Five years ago, HIV Poles were still in dire straits looking for ways to get on the receiving end of life-saving medicines from the West. Today, Poland's ailing state-run health care system has managed to take the worry out of getting proper care. 2100 HIV-infected Poles, roughly a quarter of all registered carriers, receive therapy under the state health care system. This is one reason why Wojciech is up and around.
"I am a little bit surprised. I've been HIV-positive since 1986 so its 17 years already. I don't think about HIV every day, every hour.' In 1995 I started taking medicines and I have to take and swallow my pills every day - morning and afternoon. I changed my treatment 7 times already and the last one is very, very good. You noticed the changes in my face, and in my body. So I'm very happy because I didn't note any side effects. Some of my friends are very unlucky because they suffer a lot."

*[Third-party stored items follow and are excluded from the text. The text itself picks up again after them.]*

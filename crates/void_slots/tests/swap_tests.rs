//! Cross-list swaps and slot notifications

use std::cell::RefCell;
use std::rc::Rc;

use void_slots::prelude::*;
use void_slots::validate::from_fn;

fn init_logging() {
    let _ = env_logger::builder().is_test(true).try_init();
}

fn stack(id: &str, quantity: u32) -> ItemStack {
    ItemStack::new(id, quantity).with_max_stack(10)
}

/// Collects (list, index) pairs from a notification stream
fn recorder() -> (Rc<RefCell<Vec<SlotRef>>>, impl FnMut(SlotRef) + 'static) {
    let seen = Rc::new(RefCell::new(Vec::new()));
    let sink = seen.clone();
    (seen, move |slot| sink.borrow_mut().push(slot))
}

#[test]
fn swap_exchanges_different_items() {
    init_logging();
    let mut a: SlotList = SlotList::new(1);
    let mut b: SlotList = SlotList::new(1);
    a.set_item(0, Some(&stack("wood", 3))).unwrap();
    b.set_item(0, Some(&stack("stone", 2))).unwrap();

    let result = a.swap_items(&mut b, 0, 0).unwrap();

    assert_eq!(result, TransferResult::Replaced);
    assert_eq!(a.get(0).unwrap().item_id, "stone");
    assert_eq!(a.get(0).unwrap().quantity, 2);
    assert_eq!(b.get(0).unwrap().item_id, "wood");
    assert_eq!(b.get(0).unwrap().quantity, 3);

    assert_eq!(a.resolve(a.get(0).unwrap()), Some(0));
    assert_eq!(b.resolve(b.get(0).unwrap()), Some(0));
}

#[test]
fn swap_same_item_only_stacks() {
    init_logging();
    let mut a: SlotList = SlotList::new(2);
    let mut b: SlotList = SlotList::new(2);
    a.set_item(1, Some(&stack("wood", 8))).unwrap();
    b.set_item(0, Some(&stack("wood", 5))).unwrap();

    let result = a.swap_items(&mut b, 0, 1).unwrap();

    assert_eq!(result, TransferResult::Stacked);
    assert_eq!(a.get(1).unwrap().quantity, 10);
    assert_eq!(b.get(0).unwrap().quantity, 3);
    assert_eq!(a.count_item("wood") + b.count_item("wood"), 13);
}

#[test]
fn swap_same_item_fully_absorbed_clears_other() {
    init_logging();
    let mut a: SlotList = SlotList::new(1);
    let mut b: SlotList = SlotList::new(1);
    a.set_item(0, Some(&stack("wood", 4))).unwrap();
    b.set_item(0, Some(&stack("wood", 5))).unwrap();

    a.swap_items(&mut b, 0, 0).unwrap();

    assert_eq!(a.get(0).unwrap().quantity, 9);
    assert!(b.get(0).is_none());
}

#[test]
fn swap_into_empty_slot_moves_item() {
    init_logging();
    let mut a: SlotList = SlotList::new(1);
    let mut b: SlotList = SlotList::new(1);
    b.set_item(0, Some(&stack("stone", 2))).unwrap();

    let result = a.swap_items(&mut b, 0, 0).unwrap();

    assert_eq!(result, TransferResult::Replaced);
    assert_eq!(a.get(0).unwrap().item_id, "stone");
    assert!(b.get(0).is_none());
}

#[test]
fn swap_from_empty_slot_moves_item_back() {
    init_logging();
    let mut a: SlotList = SlotList::new(1);
    let mut b: SlotList = SlotList::new(1);
    a.set_item(0, Some(&stack("wood", 6))).unwrap();

    a.swap_items(&mut b, 0, 0).unwrap();

    assert!(a.get(0).is_none());
    assert_eq!(b.get(0).unwrap().quantity, 6);
}

#[test]
fn swap_rejected_on_either_side_changes_nothing() {
    init_logging();
    let no_stone = from_fn(|item: Option<&ItemStack>, _| item.map_or(true, |i| i.item_id != "stone"));
    let mut a = SlotList::with_validator(1, no_stone);
    let mut b: SlotList = SlotList::new(1);
    a.set_item(0, Some(&stack("wood", 3))).unwrap();
    b.set_item(0, Some(&stack("stone", 2))).unwrap();

    // a refuses stone
    assert_eq!(a.swap_items(&mut b, 0, 0).unwrap(), TransferResult::None);
    assert_eq!(a.get(0).unwrap().item_id, "wood");
    assert_eq!(b.get(0).unwrap().item_id, "stone");

    // same pair seen from b: b accepts wood but a still refuses stone
    assert_eq!(b.swap_items(&mut a, 0, 0).unwrap(), TransferResult::None);
    assert_eq!(a.get(0).unwrap().quantity, 3);
    assert_eq!(b.get(0).unwrap().quantity, 2);
}

#[test]
fn swap_out_of_range() {
    init_logging();
    let mut a: SlotList = SlotList::new(1);
    let mut b: SlotList = SlotList::new(2);
    a.set_item(0, Some(&stack("wood", 1))).unwrap();

    assert!(a.swap_items(&mut b, 5, 0).is_err());
    assert!(a.swap_items(&mut b, 0, 1).is_err());
    assert_eq!(a.get(0).unwrap().quantity, 1);
}

#[test]
fn swap_with_equipment() {
    init_logging();
    let validator = EquipmentValidator::new(vec![EquipmentSlot::Head, EquipmentSlot::MainHand])
        .with_item("iron_helmet", EquipmentSlot::Head);
    let mut equipment: SlotList<ItemStack, EquipmentValidator> = SlotList::equipment(validator);
    let mut inventory: Inventory = SlotList::inventory();
    inventory.add_item(&ItemStack::single("iron_helmet"));
    inventory.add_item(&ItemStack::single("bread"));

    // bread can't be worn
    assert_eq!(
        equipment.swap_items(&mut inventory, 1, 0).unwrap(),
        TransferResult::None
    );

    // helmet goes on, the empty head slot leaves nothing behind
    assert_eq!(
        equipment.swap_items(&mut inventory, 0, 0).unwrap(),
        TransferResult::Replaced
    );
    assert_eq!(equipment.get(0).unwrap().item_id, "iron_helmet");
    assert!(inventory.get(0).is_none());
    assert_eq!(inventory.get(1).unwrap().item_id, "bread");
}

#[test]
fn notifications_carry_list_and_index() {
    init_logging();
    let mut a: SlotList = SlotList::new(2);
    let mut b: SlotList = SlotList::new(2);

    let (a_set, handler) = recorder();
    a.on_item_set(handler);
    let (b_set, handler) = recorder();
    b.on_item_set(handler);

    a.set_item(1, Some(&stack("wood", 3))).unwrap();
    b.set_item(0, Some(&stack("stone", 1))).unwrap();
    a_set.borrow_mut().clear();
    b_set.borrow_mut().clear();

    a.swap_items(&mut b, 0, 1).unwrap();

    assert!(a_set.borrow().iter().all(|s| s.list == a.id() && s.index == 1));
    assert!(!a_set.borrow().is_empty());
    assert!(b_set.borrow().iter().all(|s| s.list == b.id() && s.index == 0));
    assert!(!b_set.borrow().is_empty());
}

#[test]
fn quantity_changes_notify_without_item_set() {
    init_logging();
    let mut list: SlotList = SlotList::new(2);
    list.set_item(0, Some(&stack("wood", 3))).unwrap();

    let (sets, handler) = recorder();
    list.on_item_set(handler);
    let (changes, handler) = recorder();
    list.on_quantity_changed(handler);

    list.set_item(0, Some(&stack("wood", 2))).unwrap();
    list.remove_item("wood", 1);

    assert!(sets.borrow().is_empty());
    assert_eq!(changes.borrow().len(), 2);
    assert!(changes.borrow().iter().all(|s| s.index == 0));

    // stacking onto a full slot moves nothing and stays quiet
    list.set_item(0, Some(&stack("wood", 10))).unwrap();
    changes.borrow_mut().clear();
    list.set_item(0, Some(&stack("wood", 1))).unwrap();
    assert!(changes.borrow().is_empty());
}

#[test]
fn depletion_fires_item_set() {
    init_logging();
    let mut list: SlotList = SlotList::new(1);
    list.set_item(0, Some(&stack("wood", 3))).unwrap();

    let (sets, handler) = recorder();
    list.on_item_set(handler);

    list.remove_item("wood", 3);

    assert!(list.get(0).is_none());
    assert_eq!(sets.borrow().len(), 1);
}

#[test]
fn clearing_twice_notifies_twice() {
    init_logging();
    let mut list: SlotList = SlotList::new(1);
    list.set_item(0, Some(&stack("wood", 3))).unwrap();

    let (sets, handler) = recorder();
    list.on_item_set(handler);

    list.set_item(0, None).unwrap();
    list.set_item(0, None).unwrap();

    assert!(list.get(0).is_none());
    assert_eq!(sets.borrow().len(), 2);
}

#[test]
fn many_subscribers_and_unsubscribe() {
    init_logging();
    let mut list: SlotList = SlotList::new(1);

    let (first, handler) = recorder();
    let first_id = list.on_item_set(handler);
    let (second, handler) = recorder();
    list.on_item_set(handler);

    list.set_item(0, Some(&stack("wood", 1))).unwrap();
    assert!(list.unsubscribe(first_id));
    list.set_item(0, None).unwrap();

    assert_eq!(first.borrow().len(), 1);
    assert_eq!(second.borrow().len(), 2);
}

Though Poland has made remarkable progress in tolerance by toeing the line, the issue of HIV and AIDS still carries mixed emotions.
PERSON 1: "I do not have any contact with those people. I'm tolerant to the point when the problem doesn't concern me, but if it starts I'm not intolerant."
PERSON 2: "I'm scared of HIV not of a person with HIV."
As for Wojciech, his forward-looking optimism continues to help HIV positive Poles cope with the rigours of a daily pill-popping routine. Wojciech isn't losing hope that one day medical science will finally come up with a cure for HIV.